Ek besinlere nasıl başlamalıyım?

Ek besinlere nasıl başlamalıyım?

Boğazına kaçma riskini en aza indirgemek için bebeğinizin oturur pozisyonda (kucağınızda veya mama sandalyesinde) olmasına dikkat edin. Katı gıdaları kaşıkla verin. Bazı anne-babalar bunları biberonla vermeye çalışırlar. Bu yöntem bebeğin nefes borusuna yiyecek kaçma riski açısından sakıncalıdır. Ayrıca her öğünde aldığı besin miktarını aşırı bir şekilde artırabileceğinden aşırı kilo alımına neden olur. Bebeğinizin oturarak yeme işlevine -kaşıktan azar azar alarak, yudumlar arasında dinlenerek ve doyduğunda durmayı öğrenerek- alışması gereklidir. Tüm yaşamı boyunca onun sağlığını etkileyecek olan doğru yeme alışkanlıklarının temeli bu dönemde atılmaktadır.

Bebek kaşıkları bile bu dönemdeki bebekler için fazla geniş olabilir. Bu yüzden en iyisi küçük çay kaşıklarından kullanmaktır. Yarım çay kaşığı (tatlı kaşığının çeyreği) veya daha az miktarlarla başlayın ve beslenme boyunca onunla konuşarak yardımcı olun, aynı yemeği aynı kaşıkla ağzınıza koyarak yemeğin reklamını yapın. ("mmm, bak ne kadar güzel…"). Büyük bir olasılıkla, başlangıçta şaşıracak ne yapacağını bilemeyecektir. Aşağılanmış veya kafası karışmış gibi görünebilir, burun kıvırıp, lokmasını ağzında geveleyebilir veya tümüyle reddedebilir. Bu tepkiyi anlamak zor değildir. Eskiden yedikleri ile şimdiki yediklerinin arasındaki farkı göz önünde bulundurursanız onu daha iyi anlarsınız.

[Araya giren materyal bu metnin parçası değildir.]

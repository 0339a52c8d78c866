// Copyright (C) 2025 The rsk-smoke-tests project.
//
// lib.rs file belongs to the rsk-smoke-tests project and is free
// software distributed under the MIT software license, see the
// accompanying file LICENSE in the main directory of the
// repository or http://www.opensource.org/licenses/mit-license.php
// for more details.
//
// Redistribution and use in source and binary forms with or without
// modifications are permitted.

//! RSKj regtest smoke-test harness
//!
//! This crate provides the thin JSON-RPC client surface needed to smoke-test
//! an RSKj node in regtest mode: a provider over HTTP JSON-RPC 2.0, a signer
//! capability bound to a node account, contract artifact loading, and the
//! deploy/query/command contract handles. The smoke-test sequences themselves
//! live under `tests/`.

pub mod abi;
pub mod artifact;
pub mod config;
pub mod contract;
pub mod error;
pub mod models;
pub mod provider;
pub mod signer;

pub use abi::Token;
pub use artifact::ContractArtifact;
pub use config::ProviderConfig;
pub use contract::{ContractFactory, DeployedContract};
pub use error::{Result, RpcError};
pub use provider::JsonRpcProvider;
pub use signer::Signer;

// Re-export commonly used wire types
pub use models::{
    RpcRequest, RpcResponse, RpcResponseError, TransactionReceipt, TransactionRequest,
};
// Copyright (C) 2025 The rsk-smoke-tests project.
//
// signer.rs file belongs to the rsk-smoke-tests project and is free
// software distributed under the MIT software license, see the
// accompanying file LICENSE in the main directory of the
// repository or http://www.opensource.org/licenses/mit-license.php
// for more details.
//
// Redistribution and use in source and binary forms with or without
// modifications are permitted.

//! Signer capability bound to a node-controlled account.

use crate::error::{Result, RpcError};
use crate::models::TransactionRequest;
use crate::provider::JsonRpcProvider;
use std::sync::Arc;

/// Authorization capability for state-changing calls.
///
/// Regtest accounts are unlocked on the node, so signing happens node-side;
/// this handle only pins the `from` address, the way
/// `provider.getSigner(index)` does in ethers.js.
#[derive(Clone)]
pub struct Signer {
    provider: Arc<JsonRpcProvider>,
    address: String,
}

impl Signer {
    /// Resolves the account at `index` from the node's account list.
    pub async fn from_account_index(
        provider: Arc<JsonRpcProvider>,
        index: usize,
    ) -> Result<Self> {
        let accounts = provider.accounts().await?;
        let address = accounts.get(index).cloned().ok_or_else(|| {
            RpcError::invalid_response(format!(
                "node exposes {} accounts, no account at index {index}",
                accounts.len()
            ))
        })?;
        Ok(Self { provider, address })
    }

    /// The account address this signer authorizes for.
    pub fn address(&self) -> &str {
        &self.address
    }

    /// The provider the signer was obtained from.
    pub fn provider(&self) -> &Arc<JsonRpcProvider> {
        &self.provider
    }

    /// Submits `tx` from this signer's account.
    pub async fn send_transaction(&self, mut tx: TransactionRequest) -> Result<String> {
        tx.from = Some(self.address.clone());
        self.provider.send_transaction(&tx).await
    }
}
// Copyright (C) 2025 The rsk-smoke-tests project.
//
// contract.rs file belongs to the rsk-smoke-tests project and is free
// software distributed under the MIT software license, see the
// accompanying file LICENSE in the main directory of the
// repository or http://www.opensource.org/licenses/mit-license.php
// for more details.
//
// Redistribution and use in source and binary forms with or without
// modifications are permitted.

//! Contract deployment and interaction through the provider.

use crate::abi::{self, Token};
use crate::artifact::ContractArtifact;
use crate::config::{DEFAULT_CASE_TIMEOUT, EXTENDED_CASE_TIMEOUT};
use crate::error::{Result, RpcError};
use crate::models::{TransactionReceipt, TransactionRequest};
use crate::signer::Signer;
use tracing::info;

/// Deployable contract template: artifact bound to a signer.
pub struct ContractFactory {
    artifact: ContractArtifact,
    signer: Signer,
}

impl ContractFactory {
    /// Binds `artifact` to the account that will deploy it.
    pub fn new(artifact: ContractArtifact, signer: Signer) -> Self {
        Self { artifact, signer }
    }

    /// Deploys the contract with no constructor arguments and awaits
    /// on-chain confirmation.
    pub async fn deploy(&self) -> Result<DeployedContract> {
        let tx = TransactionRequest {
            data: Some(self.artifact.bytecode.clone()),
            ..Default::default()
        };

        let tx_hash = self.signer.send_transaction(tx).await?;
        info!(%tx_hash, "submitted deployment transaction");

        let receipt = self
            .signer
            .provider()
            .wait_for_receipt(&tx_hash, EXTENDED_CASE_TIMEOUT)
            .await?;

        let address = receipt.contract_address.clone().ok_or_else(|| {
            RpcError::invalid_response("deployment receipt carries no contract address")
        })?;
        info!(%address, "contract deployed");

        Ok(DeployedContract {
            address,
            artifact: self.artifact.clone(),
            signer: self.signer.clone(),
        })
    }
}

/// Handle to a deployed contract.
///
/// Exposes the artifact's functions as query (read-only) and command
/// (state-mutating) operations. No explicit teardown; the handle just
/// goes out of scope.
pub struct DeployedContract {
    address: String,
    artifact: ContractArtifact,
    signer: Signer,
}

impl DeployedContract {
    /// On-chain address of the deployed instance.
    pub fn address(&self) -> &str {
        &self.address
    }

    /// Read-only accessor call; returns the raw return data.
    pub async fn query(&self, function: &str, args: &[Token]) -> Result<String> {
        let entry = self.artifact.function(function)?;
        let tx = TransactionRequest {
            to: Some(self.address.clone()),
            data: Some(abi::encode_call(entry, args)?),
            ..Default::default()
        };
        let value = self.signer.provider().call(&tx).await?;
        info!(function, %value, "contract query returned");
        Ok(value)
    }

    /// Read-only accessor call decoded as an unsigned integer.
    pub async fn query_uint(&self, function: &str, args: &[Token]) -> Result<u64> {
        let value = self.query(function, args).await?;
        abi::decode_uint64(&value)
    }

    /// State-mutating call; awaits the transaction receipt.
    pub async fn command(&self, function: &str, args: &[Token]) -> Result<TransactionReceipt> {
        let entry = self.artifact.function(function)?;
        let tx = TransactionRequest {
            to: Some(self.address.clone()),
            data: Some(abi::encode_call(entry, args)?),
            ..Default::default()
        };
        let tx_hash = self.signer.send_transaction(tx).await?;
        let receipt = self
            .signer
            .provider()
            .wait_for_receipt(&tx_hash, DEFAULT_CASE_TIMEOUT)
            .await?;
        info!(function, %tx_hash, "contract command confirmed");
        Ok(receipt)
    }
}
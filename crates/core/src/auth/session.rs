//! Session controller - login, logout and startup hydration

use std::sync::Arc;

use belay_domain::constants::CURRENT_USER_PATH;
use belay_domain::{
    ApiRequest, AuthError, CredentialEvent, CredentialPhase, LoginOutcome, LogoutReason,
    SessionEvent, SessionState, SocialProvider, UserProfile,
};
use parking_lot::Mutex;
use tokio::sync::{broadcast, watch};
use tracing::{debug, info, instrument, warn};

use super::context::SessionContext;
use super::executor::AuthenticatedRequestExecutor;
use super::ports::Clock;
use super::refresher::TokenRefresher;

/// High-level session orchestrator used by the app shell.
///
/// Forced logouts triggered inside the refresher or executor go through the
/// same [`SessionContext`] this controller publishes, so observers see a
/// single stream of transitions regardless of who ended the session.
pub struct SessionController {
    refresher: Arc<TokenRefresher>,
    executor: Arc<AuthenticatedRequestExecutor>,
    context: Arc<SessionContext>,
    clock: Arc<dyn Clock>,
    last_login: Mutex<Option<LoginOutcome>>,
}

impl SessionController {
    pub fn new(
        refresher: Arc<TokenRefresher>,
        executor: Arc<AuthenticatedRequestExecutor>,
        context: Arc<SessionContext>,
        clock: Arc<dyn Clock>,
    ) -> Self {
        Self { refresher, executor, context, clock, last_login: Mutex::new(None) }
    }

    /// Hydrate the session from storage at startup.
    ///
    /// A stored pair marks the session authenticated even if it has expired;
    /// the next request refreshes it. The cached profile is published first
    /// and then re-fetched.
    pub async fn restore(&self) -> SessionState {
        let gate = self.refresher.gate();
        match gate.current().await {
            None => {
                info!("no stored session");
                self.context.settle_unauthenticated();
            }
            Some(pair) => {
                let token_expired = pair.is_expired(self.clock.now_millis());
                let cached = gate.cached_profile().await;
                info!(token_expired, cached_profile = cached.is_some(), "restored stored session");
                self.context.begin(cached, CredentialEvent::Restored { token_expired });

                if let Err(err) = self.refresh_profile().await {
                    warn!(error = %err, "could not refresh profile after restore");
                }
            }
        }
        self.context.state()
    }

    /// Exchange a social provider token and start a session.
    ///
    /// The outcome of the previous attempt is cleared before the exchange
    /// starts. A failed profile fetch is logged and does not undo the login.
    ///
    /// # Errors
    /// - [`AuthError::LoginFailed`] when the exchange fails for any reason.
    /// - [`AuthError::Storage`] when the new pair could not be persisted.
    #[instrument(skip(self, provider_token), fields(provider = %provider))]
    pub async fn login(
        &self,
        provider_token: &str,
        provider: SocialProvider,
    ) -> Result<SessionState, AuthError> {
        *self.last_login.lock() = None;

        let pair = match self.refresher.exchange_provider_token(provider_token, provider).await {
            Ok(pair) => pair,
            Err(err) => {
                warn!(error = %err, "social login exchange failed");
                self.record_failed_login(provider, err.to_string());
                return Err(AuthError::LoginFailed(err.to_string()));
            }
        };

        if let Err(err) = self.refresher.gate().install(&pair).await {
            warn!(error = %err, "failed to persist login tokens");
            self.record_failed_login(provider, err.to_string());
            return Err(AuthError::Storage(err.to_string()));
        }

        self.context.begin(None, CredentialEvent::LoginSucceeded);
        self.context.emit(SessionEvent::LoggedIn { provider: Some(provider) });
        *self.last_login.lock() = Some(LoginOutcome::Succeeded { provider });
        info!("login succeeded");

        if let Err(err) = self.refresh_profile().await {
            warn!(error = %err, "could not fetch profile after login");
        }
        Ok(self.context.state())
    }

    /// End the session. Always succeeds; calling it twice is the same as once.
    pub async fn logout(&self) {
        *self.last_login.lock() = None;
        if !self.refresher.invalidate_session(LogoutReason::UserRequested, None).await {
            debug!("logout without an active session");
        }
    }

    /// Fetch the signed-in user's profile and publish it.
    ///
    /// # Errors
    /// Any [`AuthError`] from the authenticated request.
    pub async fn refresh_profile(&self) -> Result<UserProfile, AuthError> {
        let gate = self.refresher.gate();
        let epoch = gate.epoch();
        let profile: UserProfile =
            self.executor.execute_json(ApiRequest::get(CURRENT_USER_PATH)).await?;

        self.context.set_user(profile.clone());
        if let Err(err) = gate.cache_profile(epoch, &profile).await {
            warn!(error = %err, "failed to cache user profile");
        }
        Ok(profile)
    }

    pub fn state(&self) -> SessionState {
        self.context.state()
    }

    pub fn is_authenticated(&self) -> bool {
        self.context.state().is_authenticated()
    }

    pub fn phase(&self) -> CredentialPhase {
        self.context.phase()
    }

    pub fn subscribe(&self) -> watch::Receiver<SessionState> {
        self.context.subscribe()
    }

    pub fn events(&self) -> broadcast::Receiver<SessionEvent> {
        self.context.events()
    }

    /// Outcome of the latest login attempt; `None` once a new attempt starts
    /// or after logout.
    pub fn last_login_outcome(&self) -> Option<LoginOutcome> {
        self.last_login.lock().clone()
    }

    pub fn executor(&self) -> &Arc<AuthenticatedRequestExecutor> {
        &self.executor
    }

    /// An existing session is left untouched by a failed attempt.
    fn record_failed_login(&self, provider: SocialProvider, message: String) {
        self.context.settle_unauthenticated();
        *self.last_login.lock() = Some(LoginOutcome::Failed { provider, message });
    }
}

Katı gıdalara geçiş dönemini kolaylaştırmak için şu yöntemi deneyebilirsiniz: Önce bebeğinize biraz süt (meme veya hazır mama) verdikten sonra az bir miktarda katı gıdayı yarım çay kaşıklık yudumlarda verin ve öğününü yine süt ile bitirin. Bu yöntem çok acıktığı zamanlarda düş kırıklığına uğramasını önleyebildiği gibi, kaşıkla beslenme deneyimini meme emmenin verdiği hazla bağdaştırmasına yardımcı olacaktır. Ayrıca anne sütü yeni besinin sindirilmesine de yardımcı olur.

Besinler soğuk veya çok sıcak olmamalı, ılık olmalıdır. Bebekler ılık besinleri daha çok severek alırlar. Mikrodalga fırında ısıtıyorsanız, besin eşit şekilde ısınmadığından ağzında yanıklar olabilir, dikkatli olun lütfen. Yeşil yapraklı sebzeler, etler tekrar ısıtılarak kjullanılmamlıdır.Besinlerin tekrar tekrar ısıtılarak verilmesi nitrit miktarını artırır, bu da bebekler için zararlı olabilir (“mavi bebek sendromu”).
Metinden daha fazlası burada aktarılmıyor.